Work item
Up to and including the line with "use async_trait::async_trait;", please reproduce the lines below exactly, beginning with the first.

+-------+

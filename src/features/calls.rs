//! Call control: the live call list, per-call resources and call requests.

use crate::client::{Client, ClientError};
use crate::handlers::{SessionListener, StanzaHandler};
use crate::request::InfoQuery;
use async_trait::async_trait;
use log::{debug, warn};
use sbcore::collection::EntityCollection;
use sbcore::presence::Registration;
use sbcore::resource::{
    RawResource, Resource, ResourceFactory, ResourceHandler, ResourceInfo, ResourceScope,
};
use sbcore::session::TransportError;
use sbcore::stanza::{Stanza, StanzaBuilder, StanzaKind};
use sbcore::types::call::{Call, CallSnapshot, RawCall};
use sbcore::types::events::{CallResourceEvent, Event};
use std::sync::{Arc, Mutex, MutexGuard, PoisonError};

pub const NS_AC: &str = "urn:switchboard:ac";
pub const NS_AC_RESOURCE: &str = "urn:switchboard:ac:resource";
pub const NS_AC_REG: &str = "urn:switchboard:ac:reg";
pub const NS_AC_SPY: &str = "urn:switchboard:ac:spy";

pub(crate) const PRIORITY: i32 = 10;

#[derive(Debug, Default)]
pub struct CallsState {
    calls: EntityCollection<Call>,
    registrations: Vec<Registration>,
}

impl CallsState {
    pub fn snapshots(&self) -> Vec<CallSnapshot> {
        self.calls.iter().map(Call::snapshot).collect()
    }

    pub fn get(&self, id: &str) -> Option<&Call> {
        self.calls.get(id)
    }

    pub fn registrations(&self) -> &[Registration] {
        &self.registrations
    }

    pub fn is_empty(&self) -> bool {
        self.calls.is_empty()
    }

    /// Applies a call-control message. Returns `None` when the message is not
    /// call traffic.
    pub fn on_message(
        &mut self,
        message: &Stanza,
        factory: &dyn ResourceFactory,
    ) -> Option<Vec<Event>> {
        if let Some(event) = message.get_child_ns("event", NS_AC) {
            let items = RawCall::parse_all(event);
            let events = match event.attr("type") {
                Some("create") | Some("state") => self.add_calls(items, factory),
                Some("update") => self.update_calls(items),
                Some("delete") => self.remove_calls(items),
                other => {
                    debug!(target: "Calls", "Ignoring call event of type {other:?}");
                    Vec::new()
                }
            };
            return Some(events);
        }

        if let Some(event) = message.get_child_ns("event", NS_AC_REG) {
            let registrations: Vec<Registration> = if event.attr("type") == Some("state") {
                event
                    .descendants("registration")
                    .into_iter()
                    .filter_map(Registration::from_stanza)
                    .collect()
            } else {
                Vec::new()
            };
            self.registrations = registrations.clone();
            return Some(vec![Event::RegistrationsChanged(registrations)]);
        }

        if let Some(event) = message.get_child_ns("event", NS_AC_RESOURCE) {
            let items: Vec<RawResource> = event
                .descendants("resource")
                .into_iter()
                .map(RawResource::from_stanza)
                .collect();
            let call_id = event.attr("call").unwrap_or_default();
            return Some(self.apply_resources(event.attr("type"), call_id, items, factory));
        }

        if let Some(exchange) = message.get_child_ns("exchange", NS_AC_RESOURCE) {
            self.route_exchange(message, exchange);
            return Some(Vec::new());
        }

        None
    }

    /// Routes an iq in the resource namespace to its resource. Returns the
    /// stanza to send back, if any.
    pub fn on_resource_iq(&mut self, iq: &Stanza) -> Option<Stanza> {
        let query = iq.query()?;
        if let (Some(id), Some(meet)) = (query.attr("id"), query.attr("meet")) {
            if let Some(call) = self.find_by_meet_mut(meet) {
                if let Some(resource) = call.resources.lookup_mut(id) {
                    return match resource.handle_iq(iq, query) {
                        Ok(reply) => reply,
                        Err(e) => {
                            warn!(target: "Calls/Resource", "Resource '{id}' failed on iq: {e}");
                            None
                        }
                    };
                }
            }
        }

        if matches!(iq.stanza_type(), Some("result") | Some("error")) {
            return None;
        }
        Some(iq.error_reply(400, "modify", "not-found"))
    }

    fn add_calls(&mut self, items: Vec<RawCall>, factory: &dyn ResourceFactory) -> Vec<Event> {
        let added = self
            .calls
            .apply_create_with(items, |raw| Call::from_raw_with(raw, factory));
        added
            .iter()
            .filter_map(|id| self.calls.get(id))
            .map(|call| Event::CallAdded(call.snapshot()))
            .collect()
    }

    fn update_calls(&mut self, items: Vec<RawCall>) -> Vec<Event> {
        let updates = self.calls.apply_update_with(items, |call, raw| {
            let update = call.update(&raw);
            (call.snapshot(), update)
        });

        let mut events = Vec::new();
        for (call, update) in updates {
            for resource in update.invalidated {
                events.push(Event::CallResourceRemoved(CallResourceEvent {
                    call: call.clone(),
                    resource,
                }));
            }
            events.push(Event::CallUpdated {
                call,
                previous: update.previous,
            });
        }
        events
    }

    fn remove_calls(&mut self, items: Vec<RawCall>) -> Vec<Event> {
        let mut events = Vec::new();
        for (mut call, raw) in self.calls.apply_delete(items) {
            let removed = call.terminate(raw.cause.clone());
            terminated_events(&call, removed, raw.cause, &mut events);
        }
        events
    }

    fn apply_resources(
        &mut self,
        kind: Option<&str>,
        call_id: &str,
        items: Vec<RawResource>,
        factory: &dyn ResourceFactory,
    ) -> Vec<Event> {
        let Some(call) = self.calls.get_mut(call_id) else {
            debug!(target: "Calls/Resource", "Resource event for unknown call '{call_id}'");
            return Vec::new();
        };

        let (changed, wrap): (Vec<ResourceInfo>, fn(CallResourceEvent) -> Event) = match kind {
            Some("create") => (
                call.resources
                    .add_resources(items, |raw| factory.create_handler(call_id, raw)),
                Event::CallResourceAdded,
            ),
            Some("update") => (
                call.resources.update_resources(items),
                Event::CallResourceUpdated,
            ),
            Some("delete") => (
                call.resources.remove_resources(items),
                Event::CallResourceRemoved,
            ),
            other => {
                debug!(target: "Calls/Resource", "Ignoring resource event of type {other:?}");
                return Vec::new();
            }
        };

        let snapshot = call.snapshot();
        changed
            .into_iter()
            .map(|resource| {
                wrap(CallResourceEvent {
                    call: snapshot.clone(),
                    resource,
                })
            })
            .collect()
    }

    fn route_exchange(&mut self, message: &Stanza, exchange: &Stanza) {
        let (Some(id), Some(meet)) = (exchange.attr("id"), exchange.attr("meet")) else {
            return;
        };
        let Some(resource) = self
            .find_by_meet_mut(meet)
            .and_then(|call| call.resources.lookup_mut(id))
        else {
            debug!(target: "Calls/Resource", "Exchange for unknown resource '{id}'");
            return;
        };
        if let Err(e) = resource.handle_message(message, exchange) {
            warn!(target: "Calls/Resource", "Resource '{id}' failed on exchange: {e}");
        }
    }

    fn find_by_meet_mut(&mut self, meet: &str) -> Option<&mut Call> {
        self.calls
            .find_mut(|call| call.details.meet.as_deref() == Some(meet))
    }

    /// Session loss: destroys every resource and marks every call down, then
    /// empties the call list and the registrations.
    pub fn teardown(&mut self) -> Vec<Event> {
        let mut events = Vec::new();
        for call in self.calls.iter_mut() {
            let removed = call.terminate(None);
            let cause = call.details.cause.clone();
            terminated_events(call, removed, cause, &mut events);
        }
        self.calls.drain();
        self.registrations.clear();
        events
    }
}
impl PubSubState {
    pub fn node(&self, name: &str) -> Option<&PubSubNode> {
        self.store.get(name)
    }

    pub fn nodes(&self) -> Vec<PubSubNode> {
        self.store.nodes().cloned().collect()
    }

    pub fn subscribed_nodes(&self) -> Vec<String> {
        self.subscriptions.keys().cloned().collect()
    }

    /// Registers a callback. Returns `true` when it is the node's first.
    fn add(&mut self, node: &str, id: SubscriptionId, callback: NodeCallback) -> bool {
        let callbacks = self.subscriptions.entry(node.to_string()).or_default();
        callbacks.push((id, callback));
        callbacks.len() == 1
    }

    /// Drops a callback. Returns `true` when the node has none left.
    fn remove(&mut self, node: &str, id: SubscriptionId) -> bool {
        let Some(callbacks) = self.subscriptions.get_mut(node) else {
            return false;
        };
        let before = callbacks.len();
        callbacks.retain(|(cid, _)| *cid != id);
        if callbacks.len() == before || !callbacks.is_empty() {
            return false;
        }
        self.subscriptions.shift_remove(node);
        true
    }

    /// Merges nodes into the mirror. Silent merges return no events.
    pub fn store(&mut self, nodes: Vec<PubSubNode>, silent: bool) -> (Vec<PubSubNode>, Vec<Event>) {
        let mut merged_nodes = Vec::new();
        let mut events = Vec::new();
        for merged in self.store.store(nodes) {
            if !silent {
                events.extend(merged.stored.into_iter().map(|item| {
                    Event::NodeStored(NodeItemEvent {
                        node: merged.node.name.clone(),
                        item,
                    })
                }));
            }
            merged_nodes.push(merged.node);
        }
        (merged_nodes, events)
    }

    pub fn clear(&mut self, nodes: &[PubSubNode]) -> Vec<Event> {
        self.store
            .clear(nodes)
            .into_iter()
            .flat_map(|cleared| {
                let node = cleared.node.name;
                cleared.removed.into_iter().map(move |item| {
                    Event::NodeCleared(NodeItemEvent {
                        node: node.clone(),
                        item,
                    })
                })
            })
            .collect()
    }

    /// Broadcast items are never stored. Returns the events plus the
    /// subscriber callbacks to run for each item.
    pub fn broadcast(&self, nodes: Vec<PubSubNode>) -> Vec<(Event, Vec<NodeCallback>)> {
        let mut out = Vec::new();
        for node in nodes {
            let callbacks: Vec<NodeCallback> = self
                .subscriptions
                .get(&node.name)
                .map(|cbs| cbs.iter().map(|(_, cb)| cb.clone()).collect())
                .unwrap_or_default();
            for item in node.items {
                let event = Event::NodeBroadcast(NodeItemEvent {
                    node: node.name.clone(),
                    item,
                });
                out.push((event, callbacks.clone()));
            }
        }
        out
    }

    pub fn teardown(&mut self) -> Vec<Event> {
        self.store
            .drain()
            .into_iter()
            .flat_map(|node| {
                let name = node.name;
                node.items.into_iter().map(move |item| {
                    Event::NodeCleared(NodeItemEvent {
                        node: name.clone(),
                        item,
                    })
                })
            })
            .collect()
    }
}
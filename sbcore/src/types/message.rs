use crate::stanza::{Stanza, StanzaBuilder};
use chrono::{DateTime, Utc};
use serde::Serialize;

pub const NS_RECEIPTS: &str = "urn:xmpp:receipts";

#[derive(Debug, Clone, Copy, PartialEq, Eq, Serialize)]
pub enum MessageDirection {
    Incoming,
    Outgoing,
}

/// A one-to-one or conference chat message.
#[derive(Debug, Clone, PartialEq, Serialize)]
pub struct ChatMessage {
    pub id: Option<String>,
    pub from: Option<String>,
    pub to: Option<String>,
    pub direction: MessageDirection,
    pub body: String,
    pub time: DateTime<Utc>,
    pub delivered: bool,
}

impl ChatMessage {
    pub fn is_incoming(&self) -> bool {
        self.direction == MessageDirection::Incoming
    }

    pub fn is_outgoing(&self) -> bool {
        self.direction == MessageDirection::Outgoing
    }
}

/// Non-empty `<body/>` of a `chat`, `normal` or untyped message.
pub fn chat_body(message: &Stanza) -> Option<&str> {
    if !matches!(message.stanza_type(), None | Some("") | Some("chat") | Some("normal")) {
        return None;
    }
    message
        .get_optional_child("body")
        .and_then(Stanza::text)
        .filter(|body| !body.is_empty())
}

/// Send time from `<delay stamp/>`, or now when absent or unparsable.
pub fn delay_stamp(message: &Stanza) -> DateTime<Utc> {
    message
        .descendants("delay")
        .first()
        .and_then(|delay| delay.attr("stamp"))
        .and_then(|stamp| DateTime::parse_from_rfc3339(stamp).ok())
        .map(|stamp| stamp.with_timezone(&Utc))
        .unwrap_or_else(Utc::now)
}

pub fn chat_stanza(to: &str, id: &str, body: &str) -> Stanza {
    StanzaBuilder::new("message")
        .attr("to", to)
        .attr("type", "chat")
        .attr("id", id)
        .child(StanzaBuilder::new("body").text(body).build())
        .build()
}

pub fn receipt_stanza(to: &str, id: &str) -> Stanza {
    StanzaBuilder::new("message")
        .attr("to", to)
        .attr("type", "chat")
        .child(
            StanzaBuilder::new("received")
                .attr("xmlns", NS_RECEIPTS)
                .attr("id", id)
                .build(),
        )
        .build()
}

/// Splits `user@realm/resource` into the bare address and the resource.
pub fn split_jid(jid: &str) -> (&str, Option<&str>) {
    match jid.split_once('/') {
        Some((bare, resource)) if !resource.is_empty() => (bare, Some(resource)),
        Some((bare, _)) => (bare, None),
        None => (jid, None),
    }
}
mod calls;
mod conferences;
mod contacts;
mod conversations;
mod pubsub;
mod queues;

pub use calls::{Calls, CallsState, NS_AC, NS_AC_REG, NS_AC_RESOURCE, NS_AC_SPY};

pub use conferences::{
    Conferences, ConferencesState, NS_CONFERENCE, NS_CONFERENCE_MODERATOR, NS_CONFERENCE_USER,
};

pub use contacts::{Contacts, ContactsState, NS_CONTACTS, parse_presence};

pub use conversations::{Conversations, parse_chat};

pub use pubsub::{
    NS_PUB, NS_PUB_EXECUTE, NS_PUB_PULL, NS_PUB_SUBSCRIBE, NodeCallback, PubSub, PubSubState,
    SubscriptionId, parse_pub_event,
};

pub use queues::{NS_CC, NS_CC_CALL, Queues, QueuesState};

+-------+

The completed task
filename src/features/calls.rs
//! Call control: the live call list, per-call resources and call requests.

use crate::client::{Client, ClientError};
use crate::handlers::{SessionListener, StanzaHandler};
use crate::request::InfoQuery;
use async_trait::async_trait;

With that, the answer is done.